When he died in 1947, producer Mark Hellinger had just begun pre-production on this crime-infected love story. Thanks to the inspired vision of director Siodmak, CRISS CROSS now stands as perhaps the most darkly poetic rendering of amour fou in all film noir. Burt Lancaster and Dan Duryea plot a daring heist, while vying for the affections of sensual Yvonne DeCarlo. Remade by Stephen Soderbergh as THE UNDERNEATH.


ALL MY SONS
1948, Universal, 94 min, Dir: Irving Reis

Edward G. Robinson gives one of his most affecting performances as successful businessman Joe Keller, grappling with guilt over having framed his business partner for a crime he committed. When his son (Burt Lancaster) becomes engaged to the convicted man’s daughter, the sins of the past come hurtling back.

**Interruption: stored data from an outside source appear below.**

// SSH会话管理：长连接、提示符判定命令结束
use crate::config::{HostEndpoint, SessionOptions};
use crate::ssh::transport::{Connection, Connector, RemoteFs, ShellChannel};
use crate::transfer::mirror::RemoteFileMirror;
use crate::utils::error::{FleetError, Result};
use crate::utils::probe;
use secrecy::{ExposeSecret, SecretString};
use std::thread;
use std::time::{Duration, Instant};
use tracing::{debug, error, info, info_span, warn, Span};

/// Identifies one interactive channel of a [`Session`].
#[derive(Debug, Clone, Copy, PartialEq, Eq, Hash)]
pub struct ChannelId(usize);

impl ChannelId {
    pub const PRIMARY: ChannelId = ChannelId(0);

    pub fn index(self) -> usize {
        self.0
    }
}

/// How a command exchange ended.
#[derive(Debug, Clone, Copy, PartialEq, Eq)]
pub enum Completion {
    /// The output ended with one of the expected terminators.
    Terminated,
    /// The timeout expired first; the output is partial and the remote
    /// command keeps running.
    TimedOut,
}

#[derive(Debug, Clone, PartialEq, Eq)]
pub struct CommandResult {
    pub output: String,
    pub completion: Completion,
    pub exit_code: Option<i32>,
}

impl CommandResult {
    pub fn timed_out(&self) -> bool {
        self.completion == Completion::TimedOut
    }

    pub fn ends_with(&self, terminator: &str) -> bool {
        self.output.ends_with(terminator.trim_end())
    }

    /// 输出中出现退出码 0 的探针标记
    pub fn succeeded(&self) -> bool {
        probe::succeeded(&self.output)
    }
}

struct ChannelSlot {
    shell: Box<dyn ShellChannel>,
    closed: bool,
}

/// One authenticated connection to a host plus its interactive channels.
///
/// Commands on a channel are strictly sequential: every call takes `&mut self`.
/// A session is owned by one worker and torn down explicitly with [`Session::close`].
pub struct Session {
    endpoint: HostEndpoint,
    options: SessionOptions,
    connection: Box<dyn Connection>,
    channels: Vec<ChannelSlot>,
    fs: Option<Box<dyn RemoteFs>>,
    connected: bool,
    span: Span,
}

impl Session {
    /// Connects, authenticates and prepares the primary channel.
    ///
    /// Connection failures are retried `connect_attempts` times with
    /// `retry_backoff` in between. A channel that does not become ready, or
    /// sends no greeting, within `connect_timeout` fails immediately.
    pub fn connect(connector: &dyn Connector, endpoint: HostEndpoint, options: SessionOptions) -> Result<Session> {
        let span = info_span!("session", host = %endpoint.address);
        let _guard = span.enter();

        let attempts = options.connect_attempts.max(1);
        let mut attempt = 0;
        let (mut connection, mut shell) = loop {
            attempt += 1;
            match Self::establish(connector, &endpoint, &options) {
                Ok(pair) => break pair,
                Err(e) if attempt < attempts => {
                    warn!(attempt, error = %e, "Connection failed, retrying in {:?}", options.retry_backoff);
                    thread::sleep(options.retry_backoff);
                }
                Err(e) => {
                    error!(attempt, error = %e, "Connection failed");
                    return Err(FleetError::Connection {
                        host: endpoint.address.clone(),
                        attempts: attempt,
                        message: e.to_string(),
                    });
                }
            }
        };

        if let Err(e) = prepare_channel(shell.as_mut(), &endpoint.address, &options, options.connect_timeout) {
            error!(error = %e, "Primary channel not usable");
            shell.close().ok();
            connection.disconnect().ok();
            return Err(e);
        }

        drop(_guard);
        Ok(Session {
            endpoint,
            options,
            connection,
            channels: vec![ChannelSlot { shell, closed: false }],
            fs: None,
            connected: true,
            span,
        })
    }

    fn establish(
        connector: &dyn Connector,
        endpoint: &HostEndpoint,
        options: &SessionOptions,
    ) -> Result<(Box<dyn Connection>, Box<dyn ShellChannel>)> {
        let mut connection = connector.connect(endpoint, options)?;
        match connection.open_shell(options) {
            Ok(shell) => Ok((connection, shell)),
            Err(e) => {
                connection.disconnect().ok();
                Err(e)
            }
        }
    }

    /// Opens another interactive channel on the already authenticated connection.
    pub fn open_secondary_channel(&mut self, timeout: Option<Duration>) -> Result<ChannelId> {
        let span = self.span.clone();
        let _guard = span.enter();
        self.ensure_connected()?;

        let timeout = timeout.unwrap_or(self.options.secondary_timeout);
        let attempts = self.options.connect_attempts.max(1);
        let mut attempt = 0;
        let shell = loop {
            attempt += 1;
            match self.connection.open_shell(&self.options) {
                Ok(shell) => break shell,
                Err(e) if attempt < attempts => {
                    warn!(attempt, error = %e, "Opening channel failed, retrying");
                    thread::sleep(self.options.retry_backoff);
                }
                Err(e) => return Err(e),
            }
        };

        let mut shell = shell;
        if let Err(e) = prepare_channel(shell.as_mut(), &self.endpoint.address, &self.options, timeout) {
            shell.close().ok();
            return Err(e);
        }

        self.channels.push(ChannelSlot { shell, closed: false });
        let id = ChannelId(self.channels.len() - 1);
        debug!(channel = id.index(), "Secondary channel ready");
        Ok(id)
    }

    /// Runs `command` on the primary channel, waiting for the session prompt.
    pub fn run(&mut self, command: &str) -> Result<CommandResult> {
        let prompt = self.options.prompt_terminator().to_string();
        let timeout = self.options.command_timeout;
        self.execute(command, &[prompt.as_str()], timeout, ChannelId::PRIMARY)
    }

    /// Sends `command` and collects output until it ends with one of
    /// `expected` (the session prompt if empty) or `timeout` elapses.
    ///
    /// A timeout is not an error: the partial output is returned with
    /// [`Completion::TimedOut`]. The remote command is not cancelled; send an
    /// interrupt on the same channel to stop it.
    pub fn execute(
        &mut self,
        command: &str,
        expected: &[&str],
        timeout: Duration,
        channel: ChannelId,
    ) -> Result<CommandResult> {
        self.exchange(command, command, true, expected, timeout, channel)
    }

    /// Like [`Session::execute`] but never logs the payload. Used for passwords.
    pub fn send_secret(&mut self, secret: &SecretString, expected: &[&str], timeout: Duration) -> Result<CommandResult> {
        self.exchange(secret.expose_secret(), "<redacted>", false, expected, timeout, ChannelId::PRIMARY)
    }

    fn exchange(
        &mut self,
        payload: &str,
        shown: &str,
        strip_echo: bool,
        expected: &[&str],
        timeout: Duration,
        channel: ChannelId,
    ) -> Result<CommandResult> {
        let span = self.span.clone();
        let _guard = span.enter();
        self.ensure_connected()?;

        let prompt = self.options.prompt_terminator().to_string();
        let expected: Vec<&str> = if expected.is_empty() {
            vec![prompt.as_str()]
        } else {
            expected.to_vec()
        };
        let poll = self.options.poll_interval;
        let host = self.endpoint.address.clone();

        let slot = self.slot_mut(channel)?;
        info!(channel = channel.index(), command = ?shown, "Executing command");
        slot.shell.send(format!("{}\n", payload).as_bytes())?;

        let start = Instant::now();
        let mut raw = Vec::new();
        let completion = loop {
            thread::sleep(poll);
            let received = slot.shell.recv_available(&mut raw)?;
            if received > 0 {
                debug!(bytes = received, "{}", String::from_utf8_lossy(&raw[raw.len() - received..]));
                if ends_with_any(&raw, &expected) {
                    break Completion::Terminated;
                }
            }
            if start.elapsed() >= timeout {
                break Completion::TimedOut;
            }
        };

        let text = String::from_utf8_lossy(&raw);
        let output = if strip_echo {
            strip_echo_prefix(text.trim(), payload)
        } else {
            text.trim().to_string()
        };
        if completion == Completion::TimedOut {
            warn!(
                host = %host,
                "Receive timeout ({:?}) before expected end, returning partial output: {}",
                timeout,
                output
            );
        }

        let exit_code = probe::parse_exit_code(&output);
        Ok(CommandResult {
            output,
            completion,
            exit_code,
        })
    }

    /// Closes one channel. Closing the primary channel leaves the connection up.
    pub fn close_channel(&mut self, channel: ChannelId) -> Result<()> {
        let slot = self.slot_mut(channel)?;
        slot.closed = true;
        slot.shell.close()?;
        Ok(())
    }

    /// Closes every channel and the connection itself.
    pub fn close(&mut self) -> Result<()> {
        if !self.connected {
            return Ok(());
        }
        let span = self.span.clone();
        let _guard = span.enter();
        for slot in self.channels.iter_mut().filter(|s| !s.closed) {
            slot.closed = true;
            slot.shell.close().ok();
        }
        self.fs = None;
        self.connected = false;
        debug!("Session closed");
        self.connection.disconnect()
    }

    /// File-transfer handle, opened on first use.
    pub fn file_transfer(&mut self) -> Result<&dyn RemoteFs> {
        self.ensure_connected()?;
        if self.fs.is_none() {
            self.fs = Some(self.connection.open_fs()?);
        }
        match self.fs.as_deref() {
            Some(fs) => Ok(fs),
            None => Err(FleetError::ChannelClosed {
                host: self.endpoint.address.clone(),
                channel: usize::MAX,
            }),
        }
    }

    pub fn mirror(&mut self) -> Result<RemoteFileMirror<'_>> {
        let span = self.span.clone();
        let chunk_size = self.options.chunk_size;
        let fs = self.file_transfer()?;
        Ok(RemoteFileMirror::new(fs, chunk_size, span))
    }

    pub fn endpoint(&self) -> &HostEndpoint {
        &self.endpoint
    }

    pub fn options(&self) -> &SessionOptions {
        &self.options
    }

    pub fn is_connected(&self) -> bool {
        self.connected
    }

    pub fn span(&self) -> &Span {
        &self.span
    }

    fn ensure_connected(&self) -> Result<()> {
        if self.connected {
            Ok(())
        } else {
            Err(FleetError::ChannelClosed {
                host: self.endpoint.address.clone(),
                channel: ChannelId::PRIMARY.index(),
            })
        }
    }

    fn slot_mut(&mut self, channel: ChannelId) -> Result<&mut ChannelSlot> {
        let host = &self.endpoint.address;
        match self.channels.get_mut(channel.index()) {
            Some(slot) if !slot.closed => Ok(slot),
            _ => Err(FleetError::ChannelClosed {
                host: host.clone(),
                channel: channel.index(),
            }),
        }
    }
}

/// 等待通道可写，设置 TMOUT 和 PS1，再收取登录欢迎信息
fn prepare_channel(
    shell: &mut dyn ShellChannel,
    host: &str,
    options: &SessionOptions,
    timeout: Duration,
) -> Result<()> {
    let start = Instant::now();
    loop {
        thread::sleep(options.poll_interval);
        if shell.send_ready() {
            break;
        }
        if start.elapsed() >= timeout {
            return Err(FleetError::ChannelNotReady {
                host: host.to_string(),
                waited: timeout,
            });
        }
    }

    shell.send(prompt_setup_line(&options.prompt).as_bytes())?;

    let start = Instant::now();
    let mut raw = Vec::new();
    loop {
        thread::sleep(options.poll_interval);
        if shell.recv_available(&mut raw)? > 0 {
            break;
        }
        if start.elapsed() >= timeout {
            return Err(FleetError::GreetingTimeout {
                host: host.to_string(),
                waited: timeout,
            });
        }
    }

    // 欢迎信息可能分多次到达，直到出现提示符或一次轮询没有新数据
    let terminator = options.prompt_terminator();
    while !ends_with_any(&raw, &[terminator]) && start.elapsed() < timeout {
        thread::sleep(options.poll_interval);
        if shell.recv_available(&mut raw)? == 0 {
            break;
        }
    }

    info!("SSH login init msg\n{}", String::from_utf8_lossy(&raw));
    Ok(())
}

/// 关闭空闲超时并设置提示符的初始化命令
pub(crate) fn prompt_setup_line(prompt: &str) -> String {
    format!("TMOUT=0;PS1='{}'\n", prompt.replace('\'', r"'\''"))
}

/// 只比较去掉尾部空白后的字节后缀，不解码整个缓冲区
fn ends_with_any(raw: &[u8], expected: &[&str]) -> bool {
    let end = raw.iter().rposition(|b| !b.is_ascii_whitespace()).map_or(0, |i| i + 1);
    let tail = &raw[..end];
    expected
        .iter()
        .map(|t| t.trim_end())
        .any(|t| !t.is_empty() && tail.ends_with(t.as_bytes()))
}

fn strip_echo_prefix(text: &str, command: &str) -> String {
    match text.strip_prefix(command) {
        Some(rest) if !command.is_empty() => rest.trim_start_matches(['\r', '\n']).to_string(),
        _ => text.to_string(),
    }
}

Reis and writer-producer Chester Erskine - aided by the noir-stained cinematography of Russell Metty - create a powerful (and inexplicably rare) version of Arthur Miller’s Tony Award-winning play.


AIRPORT
1970, Universal, 137 min, USA, Dir: George Seaton

The success of this film launched a wave of 1970s disaster movies. Featuring an all-star cast including Burt Lancaster, Dean Martin, Jean Seberg. Jacqueline Bissett, Helen Hayes (who won the Supporting Actress Oscar for her performance) and more, the story revolves around a Chicago airport manager trying to keep things running during a snowstorm, as a suicidal bomber plots to blow up a Boeing 707.